I like my dreams. I do. Even when I hate them. I like them. It’s messed up. I’m afraid of them, and I should be, but I’m also drawn to them, and I shouldn’t be. It’s a conflict.
Like how I always dream about college, but in my dreams I’m actually succeeding. The thing is, though, it is still a dream, so you know that success is going to be twisted as fuck. And that’s a considerable scope right there, the good old Twisted AF. That includes everything, and I mean everything. This is called being Rich in Content. Our scope here might be poor in morality, but it’s definitely rich in content.
But that’s not why I like dreaming about college. I like how I’m actually going to class in a college dream. Yeah, I might be naked or worse, I might be dressed up like a clown, but at least I’m going. I like how in a college dream, I know how to talk to girls.
See, your brain knows how to tell a dream story. Lots of ways to twist it up, though, and this is no joke. Take age. When I dream about college, I might still be how old I am right now, but my classmates are the age they were then. Or even if I’m the right age, there will be this look on everyone’s face. Like they know. This dude ain’t our age. This must be some twisted dream magic because this motherfucker old. He don’t belong.
And there it comes around, back to the truth. All the twisted stuff has to have that little nugget of truth. That motherfucker don’t belong. No shit, Sherlock. Somebody get this guy on the dean’s list already.
But then some twisted stuff is just too true for its own good. I can’t deal with it. Screw Sigmund Freud. Or I think it was Freud. I might have been gone that day in Western Civ. Either way, the deal is your brain knows the truth before you do. Either way, your brain’s got an unlimited number of lies it can use to tell the truth.
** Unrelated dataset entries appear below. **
use super::{required_value, Directive};
use crate::bindings::run_handler;
use crate::context::{Context, Validator};
use crate::dom::{Event, NodeId};
use crate::error::{CompileError, CompileResult};
use crate::wrap::NodeWrap;
use sprig_common::parse_rules;
use std::rc::Rc;
use tracing::{debug, warn};

/// `:validate="rule rule:arg"`
pub(super) fn compile_validate(ctx: &Rc<Context>, node: NodeId, value: &str) -> CompileResult<()> {
    let source = required_value(ctx, node, Directive::Validate, value)?;
    let calls = parse_rules(source);
    if let Some(unknown) = calls.iter().find(|c| !ctx.services.rules.contains(&c.name)) {
        return Err(CompileError::UnknownRule {
            rule: unknown.name.clone(),
        });
    }

    let validator = Validator {
        node,
        calls: Rc::new(calls),
    };
    for event in ["input", "change"] {
        let this = ctx.weak();
        let validator = validator.clone();
        ctx.document.add_event_listener(node, event, move |_| {
            if let Some(ctx) = this.upgrade() {
                validate_field(&ctx, &validator);
            }
        });
    }
    ctx.add_validator(validator);
    Ok(())
}

/// Check one field and reflect the outcome on the element
pub(crate) fn validate_field(ctx: &Context, validator: &Validator) -> bool {
    let document = &ctx.document;
    let value = if document.attribute(validator.node, "type").as_deref() == Some("checkbox") {
        if document.checked(validator.node) {
            document.value(validator.node)
        } else {
            String::new()
        }
    } else {
        document.value(validator.node)
    };

    let failing = ctx
        .services
        .rules
        .validate(&validator.calls, &value)
        .unwrap_or_else(|err| {
            warn!(error = %err, "validation failed to run");
            validator.calls.iter().map(|c| c.name.clone()).collect()
        });
    let valid = failing.is_empty();
    if !valid {
        debug!(node = validator.node.0, rules = ?failing, "field invalid");
    }
    document.toggle_class(validator.node, "invalid", !valid);
    document.set_attribute(validator.node, "aria-invalid", if valid { "false" } else { "true" });
    valid
}

/// `:submit="handler"`: validate every field of the form, then run the handler
pub(super) fn compile_submit(ctx: &Rc<Context>, node: NodeId, wrap: &Rc<NodeWrap>, value: &str) -> CompileResult<()> {
    let source = required_value(ctx, node, Directive::Submit, value)?;
    let compiled = ctx.compiler.statements(source);
    if let Some(error) = compiled.error() {
        return Err(CompileError::malformed("submit", source, error.clone()));
    }

    let this = ctx.weak();
    let scope = wrap.scope();
    ctx.document
        .add_event_listener(node, "submit", move |event: &mut Event| {
            event.prevent_default();
            let Some(ctx) = this.upgrade() else {
                return;
            };
            let fields = ctx.validators_within(node);
            let valid = fields
                .iter()
                .fold(true, |all, field| validate_field(&ctx, field) && all);
            if valid {
                run_handler(&ctx, &compiled, &scope, event);
            } else {
                debug!(fields = fields.len(), "submit blocked by validation");
            }
        });
    Ok(())
}
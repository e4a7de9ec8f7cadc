pub mod error;
pub mod gate;
pub mod loader;
pub mod model;
pub mod navigation;
pub mod packages;
pub mod result;
pub mod rules;
pub mod viewport;

pub use error::*;
pub use gate::Gate;
pub use loader::{CacheOptions, FsLoader, MemoryLoader, ResourceLoader};
pub use model::{MemoryModel, Model, RefreshHandler};
pub use navigation::{LocationHandler, MemoryHistory, Navigator};
pub use packages::{
    package_name_from_url, EventHandler, FilterFn, MemoryPackages, MountOptions, Package,
    PackageLoader, StaticPackage,
};
pub use result::*;
pub use rules::{parse_rules, Rule, RuleCall, RuleRegistry};
pub use viewport::{Rect, ScrollHandler, ScrollId, StaticViewport, Viewport};
use crate::config::{Config, DEFAULT_CONFIG_NAME};
use anyhow::Result;
use clap::Args;
use colored::Colorize;
use std::fs;
use std::path::Path;

#[derive(Debug, Args)]
pub struct InitArgs {
    /// Template directory
    #[arg(short, long, default_value = "templates")]
    pub template_dir: String,

    /// Force overwrite existing config
    #[arg(short, long)]
    pub force: bool,
}

const EXAMPLE_TEMPLATE: &str = r#"<section>
    <h1>{{ title }}</h1>
    <ul>
        <li :for="item of items" .done="item.done">{{ item.label }}</li>
    </ul>
    <input :model="draft" placeholder="New item">
    <button @click="items.push({ label: draft, done: false }); draft = ''">Add</button>
</section>
"#;

const EXAMPLE_DATA: &str = r#"{
    "title": "Todo",
    "draft": "",
    "items": [{ "label": "Write a template", "done": true }]
}
"#;

pub fn init(args: InitArgs, cwd: &Path) -> Result<()> {
    let config_path = cwd.join(DEFAULT_CONFIG_NAME);

    if config_path.exists() && !args.force {
        println!(
            "{} {} already exists",
            "⚠️".yellow(),
            DEFAULT_CONFIG_NAME.bright_white()
        );
        println!("Use --force to overwrite");
        return Ok(());
    }

    println!("{}", "📝 Initializing Sprig project...".bright_blue().bold());

    let template_dir = cwd.join(&args.template_dir);
    if !template_dir.exists() {
        fs::create_dir_all(&template_dir)?;
        println!("  {} Created {}/", "✓".green(), args.template_dir);
    }

    let example = template_dir.join("index.html");
    if !example.exists() {
        fs::write(&example, EXAMPLE_TEMPLATE)?;
        fs::write(cwd.join("index.json"), EXAMPLE_DATA)?;
        println!("  {} Created index.html and index.json", "✓".green());
    }

    let config = Config {
        template_dir: args.template_dir.clone(),
        ..Config::default()
    };
    fs::write(&config_path, serde_json::to_string_pretty(&config)?)?;

    println!("  {} Created {}", "✓".green(), DEFAULT_CONFIG_NAME);
    println!();
    println!("{}", "✅ Project initialized!".green().bold());
    println!();
    println!("Next steps:");
    println!("  1. Edit {}/index.html", args.template_dir);
    println!("  2. Run: sprig check");
    println!("  3. Run: sprig render /index.html --data index.json");

    Ok(())
}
And it’s not my fault that some twisted stuff feels so goddamned real. Like I’m back at college, and I’m fifty-two, and I’ve got my own dorm room, and I’m the only one on my floor with my own room, and strangely, I’m the only 52-year-old there, and motherfuckers are walking up and down the floor making all sorts of crazy-ass noises and smells, but it doesn’t feel so good. I can’t just ignore the smell. I can’t just write the scene off to rites of passage or some misconstrued connection to Animal House. It doesn’t make me feel like I’m a part of anything, that’s for sure, and I’m standing in my room all alone, and I’m looking at that door, and I’m listening to that noise, and then one of those motherfuckers knocks on my door, and I’m holding on to that door. I’m holding on so I can really feel it, I can feel it in my bones, that motherfucker knocking, and I said this was realistic, right? So we all know there’s no way in hell I’m opening that door. I’m too afraid, but there’s also a part of me that wants to. There’s a part of me that needs to open it, but I’m afraid of that part too. It’s too much. The stories the brain loves to tell. They are no joke. They got me here on purpose, they gave me this story, and now the only thing I can do is wake the hell up and stop telling it to you. I’ve got to get my ass off this stage. Sometimes the only thing you can do with a dream is to drop the mic.